En otras palabras, para salvarnos, Dios nos ha hecho entrar en una relación íntima con Cristo, al punto que participamos de su propio ser y gracias a ello es que se nos abre el acceso a una comunión vital trinitaria. Esta comunión con el ser de Cristo se realiza de una forma realmente sorprendente, recordemos que entre la naturaleza humana y la divina hay una distancia (por decirlo de alguna forma) insalvable, al menos para nosotros. Acá está lo magnifico, para participar del ser de Dios ha sido Dios mismo quien ha querido participar de nuestra naturaleza humana, esto quiere decir que el vínculo redentor que nos une con la Trinidad de una manera sumamente íntima es nuestra misma naturaleza.

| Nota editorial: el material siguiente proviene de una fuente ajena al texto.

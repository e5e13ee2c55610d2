// ABOUTME: status command - reports replication progress of the destination
// ABOUTME: Prints the resolved watermark and the destination row count

use anyhow::Result;

use crate::checkpoint::CheckpointStore;
use crate::config::ReplicatorConfig;
use crate::destination::PostgresDestination;
use crate::watermark::WatermarkResolver;

pub async fn status(config: &ReplicatorConfig) -> Result<()> {
    let mut destination =
        PostgresDestination::connect(&config.destination_url, config.load_mode).await?;

    let checkpoint = config.checkpoint_path.clone().map(CheckpointStore::new);
    let resolver = WatermarkResolver::new(&config.destination_url, checkpoint);
    let watermark = resolver.resolve(&mut destination).await;
    let rows = destination.row_count().await?;

    println!("========================================");
    println!("Replication status");
    println!("========================================");
    println!("  Watermark: {}", watermark);
    println!("  Rows in fato_chamadas: {}", rows);
    if let Some(path) = &config.checkpoint_path {
        println!("  Checkpoint file: {}", path.display());
    }
    Ok(())
}
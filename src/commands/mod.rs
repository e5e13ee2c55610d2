// ABOUTME: Command implementations behind the CLI
// ABOUTME: Exports sync, status, export, and init-schema commands

pub mod export;
pub mod init_schema;
pub mod status;
pub mod sync;

pub use export::export;
pub use init_schema::init_schema;
pub use status::status;
pub use sync::sync;
// ABOUTME: SyncScheduler drives the perpetual replication cycle
// ABOUTME: Resolve watermark, tunnel, extract, transform, load, wait, repeat; failures end only the cycle

use anyhow::{Context, Result};
use std::future::Future;
use std::time::{Duration, Instant};
use tokio::sync::broadcast;

use crate::checkpoint::CheckpointStore;
use crate::config::ReplicatorConfig;
use crate::destination::{CallDestination, PostgresDestination};
use crate::extract::{BatchExtractor, ExtractMode};
use crate::model::Watermark;
use crate::source::{CallSource, MysqlSource};
use crate::transform::normalize_batch;
use crate::tunnel::TunnelManager;
use crate::watermark::WatermarkResolver;

/// Statistics from a sync cycle.
#[derive(Debug, Clone, PartialEq, Eq)]
pub struct CycleStats {
    pub mode: ExtractMode,
    pub watermark_before: Watermark,
    pub pages: u64,
    pub rows_extracted: u64,
    pub rows_loaded: u64,
    pub duration_ms: u64,
}

impl CycleStats {
    fn new(mode: ExtractMode, watermark_before: Watermark) -> Self {
        Self {
            mode,
            watermark_before,
            pages: 0,
            rows_extracted: 0,
            rows_loaded: 0,
            duration_ms: 0,
        }
    }
}

/// Move everything newer than `watermark` from `source` to `destination`.
///
/// Each page is transformed and committed before the next one is requested,
/// so memory stays bounded by the page size and a failure leaves every
/// earlier page in place. The resolver's checkpoint (if any) advances after
/// each committed page.
pub async fn replicate<S, D>(
    source: &mut S,
    destination: &mut D,
    resolver: &WatermarkResolver,
    watermark: Watermark,
    batch_size: usize,
    region_code: &str,
) -> Result<CycleStats>
where
    S: CallSource + ?Sized,
    D: CallDestination + ?Sized,
{
    let start = Instant::now();
    let mode = ExtractMode::for_watermark(watermark);
    let mut stats = CycleStats::new(mode, watermark);

    let total = match mode {
        ExtractMode::Bulk => {
            let total = source.count().await?;
            tracing::info!(
                "Destination is empty, bulk loading {} source rows in pages of {}",
                total,
                batch_size
            );
            Some(total)
        }
        ExtractMode::Incremental(since) => {
            tracing::info!("Fetching records newer than {}", since);
            None
        }
    };

    let mut extractor = BatchExtractor::new(mode, batch_size);
    while let Some(page) = extractor.next_page(source).await? {
        let normalized = normalize_batch(&page, region_code);
        let loaded = destination
            .append(&normalized)
            .await
            .with_context(|| format!("Failed to load page {}", extractor.pages()))?;

        stats.pages = extractor.pages();
        stats.rows_extracted = extractor.rows();
        stats.rows_loaded += loaded;

        if let Some(last) = extractor.cursor() {
            resolver.commit(last, loaded).await?;
        }

        match total {
            Some(total) => tracing::info!(
                "Page {} loaded: {} rows ({}/{} processed)",
                extractor.pages(),
                loaded,
                extractor.rows(),
                total
            ),
            None => tracing::info!("Page {} loaded: {} rows", extractor.pages(), loaded),
        }
    }

    if stats.rows_extracted == 0 {
        tracing::info!("No new records found");
    }

    stats.duration_ms = start.elapsed().as_millis() as u64;
    Ok(stats)
}

/// Runs sync cycles against the configured source and destination.
pub struct SyncScheduler {
    config: ReplicatorConfig,
    resolver: WatermarkResolver,
}

impl SyncScheduler {
    pub fn new(config: ReplicatorConfig) -> Self {
        let checkpoint = config.checkpoint_path.clone().map(CheckpointStore::new);
        let resolver = WatermarkResolver::new(&config.destination_url, checkpoint);
        Self { config, resolver }
    }

    /// Run a single sync cycle.
    ///
    /// The tunnel lives exactly as long as this call: it is closed on success
    /// and on error, and killed by drop if the future is cancelled.
    pub async fn run_cycle(&self) -> Result<CycleStats> {
        let mut destination =
            PostgresDestination::connect(&self.config.destination_url, self.config.load_mode)
                .await?;
        let watermark = self.resolver.resolve(&mut destination).await;
        tracing::info!("Current watermark: {}", watermark);

        let manager = TunnelManager::new(
            self.config.bastion.as_ref(),
            &self.config.source.endpoint,
            self.config.tunnel_timeout,
        );
        let tunnel = manager.open().await?;

        let result = async {
            let mut source = MysqlSource::connect(&self.config.source, tunnel.endpoint()).await?;
            let stats = replicate(
                &mut source,
                &mut destination,
                &self.resolver,
                watermark,
                self.config.batch_size,
                &self.config.region_code,
            )
            .await;
            if let Err(e) = source.disconnect().await {
                tracing::debug!("{:#}", e);
            }
            stats
        }
        .await;

        if let Err(e) = tunnel.close().await {
            tracing::warn!("{:#}", e);
        }
        result
    }

    async fn run_bounded_cycle(&self) -> Result<CycleStats> {
        match self.config.cycle_timeout {
            Some(limit) => tokio::time::timeout(limit, self.run_cycle())
                .await
                .with_context(|| format!("Sync cycle exceeded {:?}", limit))?,
            None => self.run_cycle().await,
        }
    }

    /// Run the scheduler until a shutdown signal arrives.
    ///
    /// A failed cycle is logged and followed by the normal wait; there is no
    /// backoff and no retry limit.
    pub async fn run(&self, shutdown: broadcast::Receiver<()>) -> Result<()> {
        tracing::info!(
            "Starting SyncScheduler with sync_interval={:?}, batch_size={}",
            self.config.sync_interval,
            self.config.batch_size
        );

        run_loop(|| self.run_bounded_cycle(), self.config.sync_interval, shutdown).await
    }
}

/// Drive `cycle` forever, `interval` apart, until `shutdown` fires.
async fn run_loop<F, Fut>(
    mut cycle: F,
    interval: Duration,
    mut shutdown: broadcast::Receiver<()>,
) -> Result<()>
where
    F: FnMut() -> Fut,
    Fut: Future<Output = Result<CycleStats>>,
{
    let mut cycles = 0u64;

    loop {
        cycles += 1;
        tracing::info!("Starting sync cycle {}", cycles);

        tokio::select! {
            biased;
            _ = shutdown.recv() => {
                tracing::info!("Shutdown signal received during sync cycle, aborting");
                break;
            }
            result = cycle() => {
                match result {
                    Ok(stats) => tracing::info!(
                        "Sync cycle {} completed: {} rows in {} pages ({} loaded) in {}ms",
                        cycles,
                        stats.rows_extracted,
                        stats.pages,
                        stats.rows_loaded,
                        stats.duration_ms
                    ),
                    Err(e) => tracing::error!("Sync cycle {} failed: {:#}", cycles, e),
                }
            }
        }

        tracing::info!("Waiting {:?} before the next cycle", interval);
        if wait_or_shutdown(interval, &mut shutdown).await {
            tracing::info!("Shutdown signal received, stopping SyncScheduler");
            break;
        }
    }

    Ok(())
}

/// Sleep for `interval`; returns `true` if shutdown was requested first.
async fn wait_or_shutdown(interval: Duration, shutdown: &mut broadcast::Receiver<()>) -> bool {
    tokio::select! {
        biased;
        _ = shutdown.recv() => true,
        _ = tokio::time::sleep(interval) => false,
    }
}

San Ireneo de Lyon hace una relación hermosa de esta teología de la divinización del hombre con Génesis 1,26 donde se dice que Dios nos ha creado a su imagen y semejanza suya. Sugiere el santo que gracias a la Encarnación es que se lleva a cabo de manera perfecta este designio primordial, porque cuando Cristo asume nuestra humanidad, nos hace realmente seres a imagen de Dios, de Dios en la segunda persona de la Trinidad.
¿Y qué con esto? Podríamos preguntar. Para responder se podría decir mucho, me conformo con mencionar que nos abre un panorama antropológico muy especial. Los hombres no debemos aspirar, en nuestro genuino deseo por alcanza una auténtica unión con Dios, a renunciar a aquellos elementos que nos hacen auténticamente humanos (deshumanizarnos), sino que nuestra naturaleza se ha convertido en un lugar teológico, espacio privilegiado de encuentro con Dios. En la encarnación no solo el Verbo se ha hecho carne, sino que gracias a ello ha surgido un intercambio que nos hace partícipes de la vida divina. Con esto claro, comprendemos aún mejor la apuesta que ha hecho y sigue haciendo la Iglesia por el valor ineludible de la persona humana, su dignidad y grandeza. En la Navidad no solo celebramos y recordamos el acontecimiento de la Encarnación, sino que, con él, también celebramos la elevación suprema de nuestra naturaleza humana. Una desconcertante gesta del Altísimo.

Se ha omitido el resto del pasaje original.